▸ PROBLEM STATEMENT: Among the lines below, copy exactly those from the one with "are not ticked." through the one with "for node in", counting both ends.
-------- MATERIAL TO PROCESS
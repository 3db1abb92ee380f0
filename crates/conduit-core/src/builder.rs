//! Freezes dirty proto-clusters into tickable [`NetworkCluster`]s.

use crate::cluster::NetworkCluster;
use crate::discovery::ProtoNetwork;
use crate::id::{ClusterId, NetworkId, ResourceType};
use crate::network::{Network, TypeRegistry};
use crate::node::NetworkNode;
use crate::rng::OffsetRng;
use std::collections::BTreeMap;

#[derive(Debug)]
pub struct ClusterBuilder {
    next_network: u64,
    rng: OffsetRng,
}

impl ClusterBuilder {
    pub fn new(seed: u64) -> Self {
        Self {
            next_network: 0,
            rng: OffsetRng::new(seed),
        }
    }

    /// Freeze a proto-network. Endpoints keep position order.
    pub fn freeze(&mut self, proto: &ProtoNetwork) -> Network {
        let id = NetworkId(self.next_network);
        self.next_network += 1;
        Network::new(
            id,
            proto.resource_type,
            proto.bridges.values().cloned().collect(),
            proto.end_points.values().cloned().collect(),
        )
    }

    /// Build a cluster snapshot from its proto-networks. Networks of a type
    /// without a registered [`NetworkType`](crate::network::NetworkType) still
    /// count towards validity but are not ticked.
    pub fn build<'a>(
        &mut self,
        id: ClusterId,
        protos: impl IntoIterator<Item = &'a ProtoNetwork>,
        registry: &TypeRegistry,
    ) -> NetworkCluster {
        let mut by_type: BTreeMap<ResourceType, Vec<Network>> = BTreeMap::new();
        let mut nodes: BTreeMap<_, NetworkNode> = BTreeMap::new();
        let mut complete = true;

        for proto in protos {
            complete &= proto.is_complete();
            for node in proto.nodes() {
                nodes.entry(node.pos()).or_insert(node);
            }
            by_type
                .entry(proto.resource_type)
                .or_default()
                .push(self.freeze(proto));
        }

        let mut groups = Vec::new();
        for (resource_type, networks) in by_type {
            match registry.get(resource_type) {
                Some(network_type) => {
                    let delay = network_type.tick_delay().max(1);
                    groups.push((network_type.create_group(networks), delay));
                }
                None => log::warn!("cluster {id:?}: no network type registered for {resource_type}"),
            }
        }

        let max_delay = groups.iter().map(|(_, delay)| *delay).max().unwrap_or(1);
        let offset = self.rng.offset(max_delay);
        let mut cluster = NetworkCluster::new(id, nodes.into_values().collect(), complete, offset);
        for (group, delay) in groups {
            cluster.add_group(group, delay);
        }
        log::debug!(
            "built cluster {id:?}: {} nodes, types {:?}, offset {offset}",
            cluster.nodes().len(),
            cluster.resource_types()
        );
        cluster
    }
}

#[cfg(test)]
mod tests {
    use super::*;
    use crate::holder::ConnectionType;
    use crate::network::{NetworkGroup, NetworkType, TickError};
    use crate::proto::ProtoState;
    use crate::test_utils::{TestWorld, energy_holders, pos};
    use std::sync::Arc;

    #[derive(Debug)]
    struct CountingType {
        delay: u64,
    }

    #[derive(Debug)]
    struct CountingGroup {
        networks: Vec<Network>,
    }

    impl NetworkGroup for CountingGroup {
        fn resource_type(&self) -> ResourceType {
            ResourceType::Energy
        }

        fn networks(&self) -> &[Network] {
            &self.networks
        }

        fn tick(&mut self) -> Result<(), TickError> {
            Ok(())
        }
    }

    impl NetworkType for CountingType {
        fn resource_type(&self) -> ResourceType {
            ResourceType::Energy
        }

        fn tick_delay(&self) -> u64 {
            self.delay
        }

        fn create_group(&self, networks: Vec<Network>) -> Box<dyn NetworkGroup> {
            Box::new(CountingGroup { networks })
        }
    }

    fn two_end_point_state(world: &TestWorld) -> (ProtoState, ClusterId) {
        world.place_end_point(pos(0, 0, 0), energy_holders(100, 0, ConnectionType::Both));
        world.place_cable(pos(1, 0, 0), ResourceType::Energy);
        world.place_end_point(pos(2, 0, 0), energy_holders(100, 0, ConnectionType::Both));
        let mut state = ProtoState::new();
        let node = world.node(pos(1, 0, 0)).unwrap();
        state.add_node(node, world, None).unwrap();
        let cluster = state.cluster_of(pos(1, 0, 0)).unwrap();
        (state, cluster)
    }

    #[test]
    fn groups_networks_by_type() {
        let world = TestWorld::new();
        let (state, cluster_id) = two_end_point_state(&world);
        let mut registry = TypeRegistry::new();
        registry.register(Arc::new(CountingType { delay: 1 }));

        let mut builder = ClusterBuilder::new(0);
        let cluster = builder.build(cluster_id, state.networks_in(cluster_id), &registry);

        assert_eq!(cluster.resource_types(), vec![ResourceType::Energy]);
        assert_eq!(cluster.nodes().len(), 3);
        let group = cluster.groups().next().unwrap();
        assert_eq!(group.networks().len(), 1);
        assert_eq!(group.networks()[0].end_points().len(), 2);
    }

    #[test]
    fn unregistered_types_are_not_ticked() {
        let world = TestWorld::new();
        let (state, cluster_id) = two_end_point_state(&world);
        let mut builder = ClusterBuilder::new(0);
        let cluster = builder.build(cluster_id, state.networks_in(cluster_id), &TypeRegistry::new());
        assert!(cluster.resource_types().is_empty());
        assert_eq!(cluster.nodes().len(), 3);
    }

    #[test]
    fn tick_offset_is_below_max_delay() {
        let world = TestWorld::new();
        let (state, cluster_id) = two_end_point_state(&world);
        let mut registry = TypeRegistry::new();
        registry.register(Arc::new(CountingType { delay: 20 }));

        let mut builder = ClusterBuilder::new(99);
        for _ in 0..50 {
            let cluster = builder.build(cluster_id, state.networks_in(cluster_id), &registry);
            assert!(cluster.tick_offset() < 20);
        }
    }

    #[test]
    fn network_ids_are_never_reused() {
        let world = TestWorld::new();
        let (state, cluster_id) = two_end_point_state(&world);
        let mut builder = ClusterBuilder::new(0);
        let proto = state.networks_in(cluster_id).next().unwrap();
        let a = builder.freeze(proto);
        let b = builder.freeze(proto);
        assert_ne!(a.id(), b.id());
    }
}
----------------
▸ EXERCISE OUTPUT:
    /// count towards validity but are not ticked.
    pub fn build<'a>(
        &mut self,
        id: ClusterId,
        protos: impl IntoIterator<Item = &'a ProtoNetwork>,
        registry: &TypeRegistry,
    ) -> NetworkCluster {
        let mut by_type: BTreeMap<ResourceType, Vec<Network>> = BTreeMap::new();
        let mut nodes: BTreeMap<_, NetworkNode> = BTreeMap::new();
        let mut complete = true;

        for proto in protos {
            complete &= proto.is_complete();
            for node in proto.nodes() {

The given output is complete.